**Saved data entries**
________

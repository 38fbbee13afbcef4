//! A single-file JSON backend.
//!
//! The whole key space lives in one JSON object on disk. Every mutation
//! rewrites the file through a temporary file in the same directory that is
//! then renamed over the original, so a crash leaves either the old or the
//! new contents, never a torn file.

use std::collections::BTreeMap;
use std::io::Write;
use std::path::{Path, PathBuf};
use std::sync::{Mutex, PoisonError};

use async_trait::async_trait;
use tracing::debug;

use crate::error::{KvError, KvResult};
use crate::traits::KvStore;

/// A [`KvStore`] persisted as a JSON object file.
#[derive(Debug)]
pub struct FileKvStore {
    path: PathBuf,
    entries: Mutex<BTreeMap<String, String>>,
}

impl FileKvStore {
    /// Open the store at `path`, loading existing contents if the file
    /// exists. The file is not created until the first write.
    pub fn open(path: impl AsRef<Path>) -> KvResult<Self> {
        let path = path.as_ref().to_path_buf();
        let entries = if path.exists() {
            let text = std::fs::read_to_string(&path)?;
            if text.trim().is_empty() {
                BTreeMap::new()
            } else {
                serde_json::from_str(&text).map_err(|e| {
                    KvError::Serialization(format!("{}: {e}", path.display()))
                })?
            }
        } else {
            BTreeMap::new()
        };
        debug!(path = %path.display(), keys = entries.len(), "opened file store");
        Ok(Self {
            path,
            entries: Mutex::new(entries),
        })
    }

    /// The backing file.
    pub fn path(&self) -> &Path {
        &self.path
    }

    /// Number of keys currently stored.
    pub fn len(&self) -> usize {
        self.entries
            .lock()
            .unwrap_or_else(PoisonError::into_inner)
            .len()
    }

    /// Returns `true` if the store is empty.
    pub fn is_empty(&self) -> bool {
        self.len() == 0
    }

    fn persist(&self, entries: &BTreeMap<String, String>) -> KvResult<()> {
        let json = serde_json::to_vec_pretty(entries)
            .map_err(|e| KvError::Serialization(e.to_string()))?;
        let dir = match self.path.parent() {
            Some(parent) if !parent.as_os_str().is_empty() => parent.to_path_buf(),
            _ => PathBuf::from("."),
        };
        let mut tmp = tempfile::NamedTempFile::new_in(&dir)?;
        tmp.write_all(&json)?;
        tmp.as_file().sync_all()?;
        tmp.persist(&self.path).map_err(|e| KvError::Io(e.error))?;
        Ok(())
    }

    fn mutate(&self, apply: impl FnOnce(&mut BTreeMap<String, String>)) -> KvResult<()> {
        let mut entries = self
            .entries
            .lock()
            .map_err(|e| KvError::Backend(format!("lock poisoned: {e}")))?;
        let mut next = entries.clone();
        apply(&mut next);
        self.persist(&next)?;
        *entries = next;
        Ok(())
    }
}

#[async_trait]
impl KvStore for FileKvStore {
    async fn get(&self, key: &str) -> KvResult<Option<String>> {
        let entries = self
            .entries
            .lock()
            .map_err(|e| KvError::Backend(format!("lock poisoned: {e}")))?;
        Ok(entries.get(key).cloned())
    }

    async fn put(&self, key: &str, value: &str) -> KvResult<()> {
        self.mutate(|entries| {
            entries.insert(key.to_string(), value.to_string());
        })
    }

    async fn delete(&self, key: &str) -> KvResult<()> {
        self.mutate(|entries| {
            entries.remove(key);
        })
    }
}
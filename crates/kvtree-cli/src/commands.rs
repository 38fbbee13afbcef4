use std::sync::Arc;

use anyhow::Context;
use colored::Colorize;
use kvtree_engine::{
    canonical_json, ExportedNode, KvTree, TraversalStrategy, TraverseOptions, TreeConfig, Visit,
};
use kvtree_path::{create_path, parse_path};
use kvtree_store::FileKvStore;
use serde_json::Value;

use crate::cli::*;

pub async fn run_command(cli: Cli) -> anyhow::Result<()> {
    let config = match &cli.config {
        Some(path) => TreeConfig::load(path)
            .with_context(|| format!("loading config {}", path.display()))?,
        None => TreeConfig::default(),
    };

    // Codec commands never touch the store.
    match cli.command {
        Command::Encode(args) => return cmd_encode(&config, args),
        Command::Decode(args) => return cmd_decode(&config, args, cli.format),
        _ => {}
    }

    let store = FileKvStore::open(&cli.store)
        .with_context(|| format!("opening store {}", cli.store.display()))?;
    let tree = KvTree::new(Arc::new(store), config);
    let format = cli.format;

    match cli.command {
        Command::Init => cmd_init(&tree).await,
        Command::Create(args) => cmd_create(&tree, args).await,
        Command::Get(args) => cmd_get(&tree, args).await,
        Command::Set(args) => cmd_set(&tree, args).await,
        Command::Ls(args) => cmd_ls(&tree, args, format).await,
        Command::Rm(args) => cmd_rm(&tree, args).await,
        Command::Mv(args) => cmd_mv(&tree, args).await,
        Command::Tree(args) => cmd_tree(&tree, args).await,
        Command::Find(args) => cmd_find(&tree, args, format).await,
        Command::Stats(args) => cmd_stats(&tree, args, format).await,
        Command::Export(args) => cmd_export(&tree, args).await,
        Command::Import(args) => cmd_import(&tree, args).await,
        Command::Encode(_) | Command::Decode(_) => Ok(()),
    }
}

/// Values on the command line are JSON when they parse, plain strings
/// otherwise.
fn parse_value(text: &str) -> Value {
    serde_json::from_str(text).unwrap_or_else(|_| Value::String(text.to_string()))
}

fn show_path(tree: &KvTree, path: &[String]) -> String {
    format!("/{}", tree.format_path(path))
}

async fn cmd_init(tree: &KvTree) -> anyhow::Result<()> {
    if tree.initialize_root().await? {
        println!("{} Initialized tree {}", "✓".green().bold(), tree.config().prefix.bold());
    } else {
        println!("Tree {} already initialized", tree.config().prefix.bold());
    }
    Ok(())
}

async fn cmd_create(tree: &KvTree, args: CreateArgs) -> anyhow::Result<()> {
    let path = tree.parse_path(&args.path);
    let value = args.value.as_deref().map(parse_value).unwrap_or(Value::Null);
    tree.create_node(&path, &value).await?;
    println!("{} Created {}", "✓".green().bold(), show_path(tree, &path).yellow());
    Ok(())
}

async fn cmd_get(tree: &KvTree, args: PathArgs) -> anyhow::Result<()> {
    let path = tree.parse_path(&args.path);
    let value = tree.get_value(&path).await?;
    println!("{}", serde_json::to_string_pretty(&value)?);
    Ok(())
}

async fn cmd_set(tree: &KvTree, args: SetArgs) -> anyhow::Result<()> {
    let path = tree.parse_path(&args.path);
    tree.set_value(&path, &parse_value(&args.value)).await?;
    println!("{} Updated {}", "✓".green().bold(), show_path(tree, &path).yellow());
    Ok(())
}

async fn cmd_ls(tree: &KvTree, args: OptionalPathArgs, format: OutputFormat) -> anyhow::Result<()> {
    let path = tree.parse_path(&args.path);
    let children = tree.get_children(&path).await?;
    match format {
        OutputFormat::Json => println!("{}", serde_json::to_string_pretty(&children)?),
        OutputFormat::Text if children.is_empty() => println!("{}", "(no children)".dimmed()),
        OutputFormat::Text => {
            for child in &children {
                println!("{}", tree.format_path(&[child.clone()]).cyan());
            }
        }
    }
    Ok(())
}

async fn cmd_rm(tree: &KvTree, args: PathArgs) -> anyhow::Result<()> {
    let path = tree.parse_path(&args.path);
    let removed = tree.delete_node(&path).await?;
    println!(
        "{} Deleted {} ({} node{})",
        "✓".green().bold(),
        show_path(tree, &path).yellow(),
        removed,
        if removed == 1 { "" } else { "s" }
    );
    Ok(())
}

async fn cmd_mv(tree: &KvTree, args: MoveArgs) -> anyhow::Result<()> {
    let source = tree.parse_path(&args.source);
    let target = tree.parse_path(&args.target_parent);
    let destination = tree.move_node(&source, &target, &args.new_key).await?;
    println!(
        "{} Moved {} → {}",
        "✓".green().bold(),
        show_path(tree, &source).yellow(),
        show_path(tree, &destination).yellow()
    );
    Ok(())
}

async fn cmd_tree(tree: &KvTree, args: TreeArgs) -> anyhow::Result<()> {
    let start = tree.parse_path(&args.path);
    let options = TraverseOptions {
        strategy: if args.breadth_first {
            TraversalStrategy::BreadthFirst
        } else {
            TraversalStrategy::DepthFirst
        },
        max_depth: args.max_depth,
        ..TraverseOptions::default()
    };

    let mut lines = Vec::new();
    tree.traverse(&start, &options, |node, depth| {
        let label = match node.key() {
            Some(key) => tree.format_path(&[key.to_string()]),
            None => "/".to_string(),
        };
        let line = if args.breadth_first {
            format!("{} {}", show_path(tree, &node.path).cyan(), canonical_json(&node.value).dimmed())
        } else {
            format!("{}{} {}", "  ".repeat(depth), label.cyan(), canonical_json(&node.value).dimmed())
        };
        lines.push(line);
        Visit::Continue
    })
    .await?;

    for line in lines {
        println!("{line}");
    }
    Ok(())
}

async fn cmd_find(tree: &KvTree, args: FindArgs, format: OutputFormat) -> anyhow::Result<()> {
    let start = tree.parse_path(&args.path);
    let found = tree
        .find_nodes(&start, |node| match &node.value {
            Value::String(s) => s.contains(&args.text),
            other => canonical_json(other).contains(&args.text),
        })
        .await?;

    match format {
        OutputFormat::Json => println!("{}", serde_json::to_string_pretty(&found)?),
        OutputFormat::Text => {
            for node in &found {
                println!("{} {}", show_path(tree, &node.path).yellow(), canonical_json(&node.value));
            }
            println!("{} match{}", found.len(), if found.len() == 1 { "" } else { "es" });
        }
    }
    Ok(())
}

async fn cmd_stats(tree: &KvTree, args: OptionalPathArgs, format: OutputFormat) -> anyhow::Result<()> {
    let start = tree.parse_path(&args.path);
    let stats = tree.get_stats(&start).await?;
    match format {
        OutputFormat::Json => println!("{}", serde_json::to_string_pretty(&stats)?),
        OutputFormat::Text => {
            println!("Stats for {}", show_path(tree, &start).yellow().bold());
            println!("  Nodes:    {}", stats.node_count.to_string().bold());
            println!("  Leaves:   {}", stats.leaf_count);
            println!("  Internal: {}", stats.internal_node_count);
            println!("  Depth:    {}", stats.max_depth);
            println!("  Size:     {} bytes", stats.total_size);
        }
    }
    Ok(())
}

async fn cmd_export(tree: &KvTree, args: OptionalPathArgs) -> anyhow::Result<()> {
    let start = tree.parse_path(&args.path);
    let exported = tree.export_tree(&start).await?;
    println!("{}", serde_json::to_string_pretty(&exported)?);
    Ok(())
}

async fn cmd_import(tree: &KvTree, args: ImportArgs) -> anyhow::Result<()> {
    let text = tokio::fs::read_to_string(&args.file)
        .await
        .with_context(|| format!("reading {}", args.file.display()))?;
    let data: ExportedNode = serde_json::from_str(&text)
        .with_context(|| format!("parsing {}", args.file.display()))?;
    let written = tree.import_tree(&data).await?;
    println!("{} Imported {} nodes", "✓".green().bold(), written.to_string().bold());
    Ok(())
}

fn cmd_encode(config: &TreeConfig, args: EncodeArgs) -> anyhow::Result<()> {
    println!("{}", create_path(&args.segments, &config.escapes));
    Ok(())
}

fn cmd_decode(config: &TreeConfig, args: DecodeArgs, format: OutputFormat) -> anyhow::Result<()> {
    let segments = parse_path(&args.path, &config.escapes);
    match format {
        OutputFormat::Json => println!("{}", serde_json::to_string(&segments)?),
        OutputFormat::Text => {
            for segment in &segments {
                println!("{segment}");
            }
        }
    }
    Ok(())
}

________

**Aim of the task**
Check every line of the records, and copy the ones that hold the word "Visit".

**Written solution**
    canonical_json, ExportedNode, KvTree, TraversalStrategy, TraverseOptions, TreeConfig, Visit,
        Visit::Continue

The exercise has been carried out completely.